(Saved data entries)
//! Frame delivery types and the channel feeding the panel.
//!
//! The host periodically delivers a [`Frame`]: the messages observed since
//! the last delivery, in receive order, plus a completion token the panel
//! must fire exactly once. [`channel_frames`] provides an mpsc pair so a
//! producer thread can feed an embedded UI.

use std::fmt;
use std::sync::atomic::{AtomicU64, Ordering};
use std::sync::mpsc::{Receiver, SendError, Sender};
use std::sync::Arc;

use serde_json::Value;

/// One message observed on a stream within a frame.
#[derive(Debug, Clone)]
pub struct MessageEvent {
    /// Stream identifier the message arrived on.
    pub topic: String,
    /// Monotonically increasing delivery counter.
    pub receive_order: u64,
    /// Structured message payload.
    pub payload: Value,
}

/// Completion token for a delivered frame.
///
/// Fires exactly once: explicitly via [`FrameDone::ack`], or on drop if the
/// consumer returned early. The host's delivery pipeline is therefore never
/// left waiting and can never be signalled twice.
pub struct FrameDone(Option<Box<dyn FnOnce() + Send>>);

impl FrameDone {
    pub fn new(on_done: impl FnOnce() + Send + 'static) -> FrameDone {
        FrameDone(Some(Box::new(on_done)))
    }

    /// Token that signals nothing; useful when constructing frames by hand.
    pub fn noop() -> FrameDone {
        FrameDone(None)
    }

    /// Signal that processing of the frame is complete.
    pub fn ack(mut self) {
        if let Some(on_done) = self.0.take() {
            on_done();
        }
    }
}

impl Drop for FrameDone {
    fn drop(&mut self) {
        if let Some(on_done) = self.0.take() {
            on_done();
        }
    }
}

impl fmt::Debug for FrameDone {
    fn fmt(&self, f: &mut fmt::Formatter<'_>) -> fmt::Result {
        f.debug_tuple("FrameDone")
            .field(&if self.0.is_some() { "pending" } else { "fired" })
            .finish()
    }
}

/// A batch of messages delivered together with its completion token.
#[derive(Debug)]
pub struct Frame {
    pub messages: Vec<MessageEvent>,
    pub done: FrameDone,
}

/// Sender half for feeding frames into an embedded UI.
#[derive(Clone)]
pub struct FrameSink {
    tx: Sender<Frame>,
    next_order: Arc<AtomicU64>,
    acked: Arc<AtomicU64>,
}

impl FrameSink {
    /// Send one frame of `(topic, payload)` messages. Receive order is
    /// assigned here, in iteration order.
    pub fn send_frame<I>(&self, messages: I) -> Result<(), SendError<Frame>>
    where
        I: IntoIterator<Item = (String, Value)>,
    {
        let messages = messages
            .into_iter()
            .map(|(topic, payload)| MessageEvent {
                topic,
                payload,
                receive_order: self.next_order.fetch_add(1, Ordering::Relaxed),
            })
            .collect();
        let acked = Arc::clone(&self.acked);
        let done = FrameDone::new(move || {
            acked.fetch_add(1, Ordering::Relaxed);
        });
        self.tx.send(Frame { messages, done })
    }

    /// Number of frames the consumer has acknowledged so far.
    pub fn acknowledged(&self) -> u64 {
        self.acked.load(Ordering::Relaxed)
    }
}

/// Create a new channel pair for frame delivery: `(FrameSink, Receiver<Frame>)`.
pub fn channel_frames() -> (FrameSink, Receiver<Frame>) {
    let (tx, rx) = std::sync::mpsc::channel();
    (
        FrameSink {
            tx,
            next_order: Arc::new(AtomicU64::new(0)),
            acked: Arc::new(AtomicU64::new(0)),
        },
        rx,
    )
}
//! Host capabilities injected into the panel.
//!
//! The panel never reaches into ambient state: persistence and stream
//! subscription are explicit constructor parameters, so embeddings and
//! tests can substitute their own implementations.

use crate::settings::SettingsForm;

/// Fixed key embeddings should store the config blob under.
pub const PANEL_STORAGE_KEY: &str = "steering-wheel-gauge";

/// Opaque key-value persistence for the config blob.
///
/// Writes are best effort: the previous snapshot is simply overwritten and
/// failures are not reported back to the panel.
pub trait ConfigStore {
    /// The last persisted blob, if any.
    fn read_config(&self) -> Option<String>;
    /// Overwrite the persisted blob.
    fn write_config(&mut self, blob: &str);
}

/// Stream subscription and settings-form delivery.
///
/// `subscribe` carries replace semantics: the panel holds at most one
/// subscription and always unsubscribes before subscribing to a new stream.
pub trait StreamHost {
    /// Register interest in `stream`.
    fn subscribe(&mut self, stream: &str);
    /// Drop the current subscription, if any.
    fn unsubscribe(&mut self);
    /// Receive the regenerated settings form after a config change.
    fn update_settings_form(&mut self, form: &SettingsForm);
}

/// In-memory [`ConfigStore`] for demos and tests.
#[derive(Debug, Default, Clone)]
pub struct MemoryStore {
    blob: Option<String>,
}

impl MemoryStore {
    /// Start from an already-persisted blob.
    pub fn with_blob(blob: impl Into<String>) -> MemoryStore {
        MemoryStore {
            blob: Some(blob.into()),
        }
    }
}

impl ConfigStore for MemoryStore {
    fn read_config(&self) -> Option<String> {
        self.blob.clone()
    }

    fn write_config(&mut self, blob: &str) {
        self.blob = Some(blob.to_string());
    }
}

/// [`StreamHost`] that records the current interest and the latest form.
///
/// Suitable for embeddings where frames arrive on a channel and the panel
/// does its own stream filtering (the egui app in this crate), and for
/// tests that inspect what the panel asked for.
#[derive(Debug, Default)]
pub struct PassiveHost {
    /// Currently subscribed stream, if any.
    pub stream: Option<String>,
    /// Most recently pushed settings form.
    pub form: Option<SettingsForm>,
}

impl StreamHost for PassiveHost {
    fn subscribe(&mut self, stream: &str) {
        self.stream = Some(stream.to_string());
    }

    fn unsubscribe(&mut self) {
        self.stream = None;
    }

    fn update_settings_form(&mut self, form: &SettingsForm) {
        self.form = Some(form.clone());
    }
}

What is needed:
Say each line again exactly as it appears above.

Result:
//! Frame delivery types and the channel feeding the panel.
//!
//! The host periodically delivers a [`Frame`]: the messages observed since
//! the last delivery, in receive order, plus a completion token the panel
//! must fire exactly once. [`channel_frames`] provides an mpsc pair so a
//! producer thread can feed an embedded UI.

use std::fmt;
use std::sync::atomic::{AtomicU64, Ordering};
use std::sync::mpsc::{Receiver, SendError, Sender};
use std::sync::Arc;

use serde_json::Value;

/// One message observed on a stream within a frame.
#[derive(Debug, Clone)]
pub struct MessageEvent {
    /// Stream identifier the message arrived on.
    pub topic: String,
    /// Monotonically increasing delivery counter.
    pub receive_order: u64,
    /// Structured message payload.
    pub payload: Value,
}

/// Completion token for a delivered frame.
///
/// Fires exactly once: explicitly via [`FrameDone::ack`], or on drop if the
/// consumer returned early. The host's delivery pipeline is therefore never
/// left waiting and can never be signalled twice.
pub struct FrameDone(Option<Box<dyn FnOnce() + Send>>);

impl FrameDone {
    pub fn new(on_done: impl FnOnce() + Send + 'static) -> FrameDone {
        FrameDone(Some(Box::new(on_done)))
    }

    /// Token that signals nothing; useful when constructing frames by hand.
    pub fn noop() -> FrameDone {
        FrameDone(None)
    }

    /// Signal that processing of the frame is complete.
    pub fn ack(mut self) {
        if let Some(on_done) = self.0.take() {
            on_done();
        }
    }
}

impl Drop for FrameDone {
    fn drop(&mut self) {
        if let Some(on_done) = self.0.take() {
            on_done();
        }
    }
}

impl fmt::Debug for FrameDone {
    fn fmt(&self, f: &mut fmt::Formatter<'_>) -> fmt::Result {
        f.debug_tuple("FrameDone")
            .field(&if self.0.is_some() { "pending" } else { "fired" })
            .finish()
    }
}

/// A batch of messages delivered together with its completion token.
#[derive(Debug)]
pub struct Frame {
    pub messages: Vec<MessageEvent>,
    pub done: FrameDone,
}

/// Sender half for feeding frames into an embedded UI.
#[derive(Clone)]
pub struct FrameSink {
    tx: Sender<Frame>,
    next_order: Arc<AtomicU64>,
    acked: Arc<AtomicU64>,
}

impl FrameSink {
    /// Send one frame of `(topic, payload)` messages. Receive order is
    /// assigned here, in iteration order.
    pub fn send_frame<I>(&self, messages: I) -> Result<(), SendError<Frame>>
    where
        I: IntoIterator<Item = (String, Value)>,
    {
        let messages = messages
            .into_iter()
            .map(|(topic, payload)| MessageEvent {
                topic,
                payload,
                receive_order: self.next_order.fetch_add(1, Ordering::Relaxed),
            })
            .collect();
        let acked = Arc::clone(&self.acked);
        let done = FrameDone::new(move || {
            acked.fetch_add(1, Ordering::Relaxed);
        });
        self.tx.send(Frame { messages, done })
    }

    /// Number of frames the consumer has acknowledged so far.
    pub fn acknowledged(&self) -> u64 {
        self.acked.load(Ordering::Relaxed)
    }
}

/// Create a new channel pair for frame delivery: `(FrameSink, Receiver<Frame>)`.
pub fn channel_frames() -> (FrameSink, Receiver<Frame>) {
    let (tx, rx) = std::sync::mpsc::channel();
    (
        FrameSink {
            tx,
            next_order: Arc::new(AtomicU64::new(0)),
            acked: Arc::new(AtomicU64::new(0)),
        },
        rx,
    )
}
//! Host capabilities injected into the panel.
//!
//! The panel never reaches into ambient state: persistence and stream
//! subscription are explicit constructor parameters, so embeddings and
//! tests can substitute their own implementations.

use crate::settings::SettingsForm;

/// Fixed key embeddings should store the config blob under.
pub const PANEL_STORAGE_KEY: &str = "steering-wheel-gauge";

/// Opaque key-value persistence for the config blob.
///
/// Writes are best effort: the previous snapshot is simply overwritten and
/// failures are not reported back to the panel.
pub trait ConfigStore {
    /// The last persisted blob, if any.
    fn read_config(&self) -> Option<String>;
    /// Overwrite the persisted blob.
    fn write_config(&mut self, blob: &str);
}

/// Stream subscription and settings-form delivery.
///
/// `subscribe` carries replace semantics: the panel holds at most one
/// subscription and always unsubscribes before subscribing to a new stream.
pub trait StreamHost {
    /// Register interest in `stream`.
    fn subscribe(&mut self, stream: &str);
    /// Drop the current subscription, if any.
    fn unsubscribe(&mut self);
    /// Receive the regenerated settings form after a config change.
    fn update_settings_form(&mut self, form: &SettingsForm);
}

/// In-memory [`ConfigStore`] for demos and tests.
#[derive(Debug, Default, Clone)]
pub struct MemoryStore {
    blob: Option<String>,
}

impl MemoryStore {
    /// Start from an already-persisted blob.
    pub fn with_blob(blob: impl Into<String>) -> MemoryStore {
        MemoryStore {
            blob: Some(blob.into()),
        }
    }
}

impl ConfigStore for MemoryStore {
    fn read_config(&self) -> Option<String> {
        self.blob.clone()
    }

    fn write_config(&mut self, blob: &str) {
        self.blob = Some(blob.to_string());
    }
}

/// [`StreamHost`] that records the current interest and the latest form.
///
/// Suitable for embeddings where frames arrive on a channel and the panel
/// does its own stream filtering (the egui app in this crate), and for
/// tests that inspect what the panel asked for.
#[derive(Debug, Default)]
pub struct PassiveHost {
    /// Currently subscribed stream, if any.
    pub stream: Option<String>,
    /// Most recently pushed settings form.
    pub form: Option<SettingsForm>,
}

impl StreamHost for PassiveHost {
    fn subscribe(&mut self, stream: &str) {
        self.stream = Some(stream.to_string());
    }

    fn unsubscribe(&mut self) {
        self.stream = None;
    }

    fn update_settings_form(&mut self, form: &SettingsForm) {
        self.form = Some(form.clone());
    }
}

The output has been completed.